● Your objective
Could you filter the records below down to the lines that include the word "traffic"?

[Stored items]
........

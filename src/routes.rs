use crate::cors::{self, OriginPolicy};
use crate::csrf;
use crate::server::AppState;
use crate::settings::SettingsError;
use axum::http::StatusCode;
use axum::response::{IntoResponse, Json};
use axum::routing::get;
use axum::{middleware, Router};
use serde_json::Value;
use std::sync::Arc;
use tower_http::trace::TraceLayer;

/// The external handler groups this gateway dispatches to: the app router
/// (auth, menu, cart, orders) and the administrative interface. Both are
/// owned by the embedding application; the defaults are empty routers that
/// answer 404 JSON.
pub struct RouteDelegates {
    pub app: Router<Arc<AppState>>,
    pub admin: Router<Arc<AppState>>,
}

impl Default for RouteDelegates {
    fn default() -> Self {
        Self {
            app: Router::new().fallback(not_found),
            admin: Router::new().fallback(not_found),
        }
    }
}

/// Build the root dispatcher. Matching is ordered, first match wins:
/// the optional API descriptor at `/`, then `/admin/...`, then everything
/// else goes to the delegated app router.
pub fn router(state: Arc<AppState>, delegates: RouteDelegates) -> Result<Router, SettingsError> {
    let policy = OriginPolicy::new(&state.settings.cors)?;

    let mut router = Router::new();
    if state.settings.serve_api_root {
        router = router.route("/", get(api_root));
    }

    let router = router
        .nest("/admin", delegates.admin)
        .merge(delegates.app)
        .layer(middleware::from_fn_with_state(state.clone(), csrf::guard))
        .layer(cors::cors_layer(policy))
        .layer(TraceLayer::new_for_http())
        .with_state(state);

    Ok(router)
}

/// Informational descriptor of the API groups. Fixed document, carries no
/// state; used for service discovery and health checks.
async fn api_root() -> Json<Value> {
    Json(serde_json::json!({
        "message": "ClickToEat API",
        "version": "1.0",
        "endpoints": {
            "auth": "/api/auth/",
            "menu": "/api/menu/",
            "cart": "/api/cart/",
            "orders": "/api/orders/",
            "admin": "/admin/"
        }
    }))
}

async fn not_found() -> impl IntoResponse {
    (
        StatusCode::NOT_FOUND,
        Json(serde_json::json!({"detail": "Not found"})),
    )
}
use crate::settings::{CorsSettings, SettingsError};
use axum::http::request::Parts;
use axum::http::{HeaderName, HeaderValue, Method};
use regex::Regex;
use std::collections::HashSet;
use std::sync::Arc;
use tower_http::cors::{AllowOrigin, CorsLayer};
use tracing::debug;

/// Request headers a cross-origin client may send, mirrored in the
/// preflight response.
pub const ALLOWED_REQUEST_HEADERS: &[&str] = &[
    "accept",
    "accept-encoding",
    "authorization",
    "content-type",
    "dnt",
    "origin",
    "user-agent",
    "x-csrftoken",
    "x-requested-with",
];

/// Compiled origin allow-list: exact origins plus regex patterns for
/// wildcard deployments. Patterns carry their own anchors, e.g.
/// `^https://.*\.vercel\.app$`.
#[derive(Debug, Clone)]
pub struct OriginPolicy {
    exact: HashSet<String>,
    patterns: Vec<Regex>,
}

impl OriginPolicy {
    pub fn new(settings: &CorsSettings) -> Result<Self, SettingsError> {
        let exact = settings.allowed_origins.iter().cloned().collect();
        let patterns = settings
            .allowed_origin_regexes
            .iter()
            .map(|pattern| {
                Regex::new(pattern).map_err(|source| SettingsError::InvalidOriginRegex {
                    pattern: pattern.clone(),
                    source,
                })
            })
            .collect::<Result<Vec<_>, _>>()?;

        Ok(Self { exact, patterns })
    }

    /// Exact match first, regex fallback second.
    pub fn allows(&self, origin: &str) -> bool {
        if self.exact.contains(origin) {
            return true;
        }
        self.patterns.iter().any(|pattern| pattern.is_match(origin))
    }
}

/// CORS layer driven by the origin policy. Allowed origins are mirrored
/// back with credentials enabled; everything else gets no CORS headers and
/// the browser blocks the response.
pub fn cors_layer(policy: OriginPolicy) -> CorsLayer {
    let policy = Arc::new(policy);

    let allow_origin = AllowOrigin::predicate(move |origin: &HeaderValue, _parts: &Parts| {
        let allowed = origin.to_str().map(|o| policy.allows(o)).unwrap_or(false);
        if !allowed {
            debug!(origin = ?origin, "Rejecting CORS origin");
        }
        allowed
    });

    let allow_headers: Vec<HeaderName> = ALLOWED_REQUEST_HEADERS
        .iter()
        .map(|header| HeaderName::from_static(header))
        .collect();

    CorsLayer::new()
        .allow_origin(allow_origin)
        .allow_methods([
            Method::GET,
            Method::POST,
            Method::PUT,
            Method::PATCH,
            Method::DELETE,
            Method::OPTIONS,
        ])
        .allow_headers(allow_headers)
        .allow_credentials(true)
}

........

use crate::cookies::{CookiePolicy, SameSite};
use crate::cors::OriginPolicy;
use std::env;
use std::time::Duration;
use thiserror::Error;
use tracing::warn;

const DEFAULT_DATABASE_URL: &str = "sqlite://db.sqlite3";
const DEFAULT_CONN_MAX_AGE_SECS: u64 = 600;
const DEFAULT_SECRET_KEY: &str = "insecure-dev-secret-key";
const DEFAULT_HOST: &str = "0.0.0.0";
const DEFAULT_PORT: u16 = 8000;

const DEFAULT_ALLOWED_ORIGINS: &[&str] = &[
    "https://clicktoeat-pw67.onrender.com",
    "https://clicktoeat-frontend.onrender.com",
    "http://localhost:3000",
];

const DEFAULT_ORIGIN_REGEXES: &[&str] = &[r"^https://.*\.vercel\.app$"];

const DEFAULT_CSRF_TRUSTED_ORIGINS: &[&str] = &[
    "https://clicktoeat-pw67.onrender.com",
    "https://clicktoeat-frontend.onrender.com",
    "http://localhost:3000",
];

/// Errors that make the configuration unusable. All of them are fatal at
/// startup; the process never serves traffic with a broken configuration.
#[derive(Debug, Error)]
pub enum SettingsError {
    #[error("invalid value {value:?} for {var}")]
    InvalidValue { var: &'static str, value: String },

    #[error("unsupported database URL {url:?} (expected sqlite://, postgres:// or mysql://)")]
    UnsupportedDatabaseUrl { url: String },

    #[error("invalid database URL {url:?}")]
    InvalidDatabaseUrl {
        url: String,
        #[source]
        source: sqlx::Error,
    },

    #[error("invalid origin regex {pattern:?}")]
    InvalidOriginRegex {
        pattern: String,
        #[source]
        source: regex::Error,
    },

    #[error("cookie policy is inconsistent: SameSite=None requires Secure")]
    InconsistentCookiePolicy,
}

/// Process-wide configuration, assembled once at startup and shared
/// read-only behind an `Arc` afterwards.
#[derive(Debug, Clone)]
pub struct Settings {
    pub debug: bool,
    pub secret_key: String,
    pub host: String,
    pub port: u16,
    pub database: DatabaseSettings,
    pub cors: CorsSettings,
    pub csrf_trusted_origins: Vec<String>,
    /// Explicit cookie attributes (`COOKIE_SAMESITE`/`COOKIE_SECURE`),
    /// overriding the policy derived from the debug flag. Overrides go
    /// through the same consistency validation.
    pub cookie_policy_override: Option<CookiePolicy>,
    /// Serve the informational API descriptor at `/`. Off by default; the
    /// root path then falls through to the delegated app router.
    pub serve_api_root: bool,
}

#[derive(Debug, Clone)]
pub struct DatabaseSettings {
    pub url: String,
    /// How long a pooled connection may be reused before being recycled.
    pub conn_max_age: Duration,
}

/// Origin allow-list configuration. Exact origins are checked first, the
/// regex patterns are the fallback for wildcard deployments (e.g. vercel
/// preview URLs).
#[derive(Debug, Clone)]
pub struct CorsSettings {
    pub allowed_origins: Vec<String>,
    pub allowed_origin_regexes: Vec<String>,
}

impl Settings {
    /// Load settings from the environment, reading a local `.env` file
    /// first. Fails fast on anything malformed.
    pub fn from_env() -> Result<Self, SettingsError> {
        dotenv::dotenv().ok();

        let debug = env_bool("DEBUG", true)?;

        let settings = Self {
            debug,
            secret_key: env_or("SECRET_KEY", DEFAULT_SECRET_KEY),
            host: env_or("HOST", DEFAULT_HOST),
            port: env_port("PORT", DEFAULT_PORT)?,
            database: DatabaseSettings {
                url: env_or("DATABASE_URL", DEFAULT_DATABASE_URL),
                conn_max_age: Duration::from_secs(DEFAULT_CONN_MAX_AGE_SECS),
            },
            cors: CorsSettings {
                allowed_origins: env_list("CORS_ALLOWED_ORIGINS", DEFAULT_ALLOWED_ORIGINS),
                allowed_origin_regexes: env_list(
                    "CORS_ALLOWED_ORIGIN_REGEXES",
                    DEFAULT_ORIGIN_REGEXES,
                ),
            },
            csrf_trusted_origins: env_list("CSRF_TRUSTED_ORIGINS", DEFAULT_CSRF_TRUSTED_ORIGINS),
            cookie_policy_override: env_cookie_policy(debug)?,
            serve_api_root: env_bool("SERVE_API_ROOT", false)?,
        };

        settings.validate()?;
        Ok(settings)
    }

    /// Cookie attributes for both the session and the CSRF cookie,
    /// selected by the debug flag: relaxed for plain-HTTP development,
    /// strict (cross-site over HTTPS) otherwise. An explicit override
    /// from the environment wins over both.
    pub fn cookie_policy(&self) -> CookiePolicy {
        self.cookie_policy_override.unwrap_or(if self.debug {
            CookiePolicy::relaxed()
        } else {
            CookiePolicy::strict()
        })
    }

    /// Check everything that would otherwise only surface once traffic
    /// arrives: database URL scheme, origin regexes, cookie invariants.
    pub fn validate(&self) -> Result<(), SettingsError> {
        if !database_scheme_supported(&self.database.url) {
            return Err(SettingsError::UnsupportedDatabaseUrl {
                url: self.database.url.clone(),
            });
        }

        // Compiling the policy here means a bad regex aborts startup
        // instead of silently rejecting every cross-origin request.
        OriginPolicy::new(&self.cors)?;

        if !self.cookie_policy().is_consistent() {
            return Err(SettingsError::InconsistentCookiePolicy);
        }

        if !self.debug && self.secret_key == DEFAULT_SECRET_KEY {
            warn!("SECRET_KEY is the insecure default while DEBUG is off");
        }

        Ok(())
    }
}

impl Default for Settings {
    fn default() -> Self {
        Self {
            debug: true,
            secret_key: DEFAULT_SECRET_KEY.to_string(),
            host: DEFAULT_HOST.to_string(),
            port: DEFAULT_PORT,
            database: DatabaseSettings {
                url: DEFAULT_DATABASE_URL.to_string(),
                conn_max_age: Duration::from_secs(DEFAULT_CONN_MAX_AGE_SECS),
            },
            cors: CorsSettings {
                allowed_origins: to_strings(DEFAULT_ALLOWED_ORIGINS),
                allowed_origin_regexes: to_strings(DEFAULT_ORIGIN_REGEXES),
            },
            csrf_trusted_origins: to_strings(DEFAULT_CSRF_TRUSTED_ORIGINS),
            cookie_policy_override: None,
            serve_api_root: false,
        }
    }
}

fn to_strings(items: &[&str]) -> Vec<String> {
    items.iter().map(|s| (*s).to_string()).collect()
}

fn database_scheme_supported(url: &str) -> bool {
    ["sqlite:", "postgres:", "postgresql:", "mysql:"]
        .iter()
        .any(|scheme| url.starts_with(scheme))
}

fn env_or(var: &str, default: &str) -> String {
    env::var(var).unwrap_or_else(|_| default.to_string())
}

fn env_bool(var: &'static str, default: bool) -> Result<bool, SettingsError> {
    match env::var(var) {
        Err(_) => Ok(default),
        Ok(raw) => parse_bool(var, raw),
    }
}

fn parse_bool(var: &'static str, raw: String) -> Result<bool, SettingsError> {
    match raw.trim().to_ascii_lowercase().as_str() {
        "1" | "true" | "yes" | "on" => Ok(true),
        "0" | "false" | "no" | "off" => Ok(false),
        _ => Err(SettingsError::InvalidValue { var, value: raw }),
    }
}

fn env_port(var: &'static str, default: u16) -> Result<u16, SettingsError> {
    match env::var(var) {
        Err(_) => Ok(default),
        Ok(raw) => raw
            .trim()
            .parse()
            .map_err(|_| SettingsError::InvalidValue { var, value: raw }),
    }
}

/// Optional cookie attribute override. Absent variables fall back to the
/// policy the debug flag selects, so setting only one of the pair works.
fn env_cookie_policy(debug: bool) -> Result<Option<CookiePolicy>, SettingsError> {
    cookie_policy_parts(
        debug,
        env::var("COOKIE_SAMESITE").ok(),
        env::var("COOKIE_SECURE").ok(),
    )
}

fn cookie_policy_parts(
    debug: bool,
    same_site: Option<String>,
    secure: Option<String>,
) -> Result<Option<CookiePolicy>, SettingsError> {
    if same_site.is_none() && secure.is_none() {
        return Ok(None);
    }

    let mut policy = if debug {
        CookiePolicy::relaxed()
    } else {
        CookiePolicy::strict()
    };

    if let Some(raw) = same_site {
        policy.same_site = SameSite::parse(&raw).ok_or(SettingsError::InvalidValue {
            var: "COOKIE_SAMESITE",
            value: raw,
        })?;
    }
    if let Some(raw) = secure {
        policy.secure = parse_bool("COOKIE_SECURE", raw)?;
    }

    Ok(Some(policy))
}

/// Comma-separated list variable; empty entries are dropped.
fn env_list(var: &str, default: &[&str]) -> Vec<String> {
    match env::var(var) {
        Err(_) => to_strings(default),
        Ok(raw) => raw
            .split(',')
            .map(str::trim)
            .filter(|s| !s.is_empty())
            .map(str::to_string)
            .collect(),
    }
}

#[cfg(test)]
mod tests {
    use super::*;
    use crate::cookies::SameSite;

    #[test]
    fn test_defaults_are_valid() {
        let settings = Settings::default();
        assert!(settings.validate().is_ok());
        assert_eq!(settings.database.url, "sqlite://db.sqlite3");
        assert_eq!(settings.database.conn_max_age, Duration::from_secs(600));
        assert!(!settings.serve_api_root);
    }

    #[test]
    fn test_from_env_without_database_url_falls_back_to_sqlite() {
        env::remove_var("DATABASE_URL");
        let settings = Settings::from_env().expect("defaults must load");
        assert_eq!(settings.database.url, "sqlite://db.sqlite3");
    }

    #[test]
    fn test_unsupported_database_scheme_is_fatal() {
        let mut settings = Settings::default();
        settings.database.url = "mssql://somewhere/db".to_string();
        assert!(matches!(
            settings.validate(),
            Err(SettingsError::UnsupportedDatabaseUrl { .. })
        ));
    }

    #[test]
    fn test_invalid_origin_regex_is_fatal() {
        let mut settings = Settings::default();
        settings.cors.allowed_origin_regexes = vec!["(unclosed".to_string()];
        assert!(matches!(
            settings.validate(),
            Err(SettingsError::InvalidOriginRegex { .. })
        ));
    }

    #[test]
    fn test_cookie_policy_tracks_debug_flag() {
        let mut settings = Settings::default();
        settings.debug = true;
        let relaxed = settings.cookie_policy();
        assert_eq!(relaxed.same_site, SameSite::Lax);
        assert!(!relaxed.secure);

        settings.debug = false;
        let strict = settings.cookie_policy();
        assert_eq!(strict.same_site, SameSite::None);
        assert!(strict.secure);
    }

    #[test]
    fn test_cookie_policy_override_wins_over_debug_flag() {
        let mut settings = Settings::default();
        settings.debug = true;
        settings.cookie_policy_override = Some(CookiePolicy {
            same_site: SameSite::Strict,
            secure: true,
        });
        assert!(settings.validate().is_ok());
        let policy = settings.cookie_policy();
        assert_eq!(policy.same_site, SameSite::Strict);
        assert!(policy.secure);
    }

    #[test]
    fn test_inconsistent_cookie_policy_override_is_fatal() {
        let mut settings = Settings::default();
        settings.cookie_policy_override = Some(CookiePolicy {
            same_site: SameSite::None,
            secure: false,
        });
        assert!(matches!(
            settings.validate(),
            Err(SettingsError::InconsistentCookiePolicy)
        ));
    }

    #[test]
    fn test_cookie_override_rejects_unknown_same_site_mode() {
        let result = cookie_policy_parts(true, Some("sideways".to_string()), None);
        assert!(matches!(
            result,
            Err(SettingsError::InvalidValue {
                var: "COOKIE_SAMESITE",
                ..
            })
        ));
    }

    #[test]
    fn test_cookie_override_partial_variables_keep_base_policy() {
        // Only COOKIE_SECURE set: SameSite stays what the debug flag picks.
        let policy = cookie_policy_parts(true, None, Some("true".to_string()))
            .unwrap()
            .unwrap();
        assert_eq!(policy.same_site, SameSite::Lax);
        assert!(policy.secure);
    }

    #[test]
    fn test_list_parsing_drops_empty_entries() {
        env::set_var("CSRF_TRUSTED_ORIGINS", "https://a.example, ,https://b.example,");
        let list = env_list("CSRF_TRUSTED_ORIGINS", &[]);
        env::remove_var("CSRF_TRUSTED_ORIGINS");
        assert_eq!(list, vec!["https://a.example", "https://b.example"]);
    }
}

........

● Task response
/// startup; the process never serves traffic with a broken configuration.
    /// Check everything that would otherwise only surface once traffic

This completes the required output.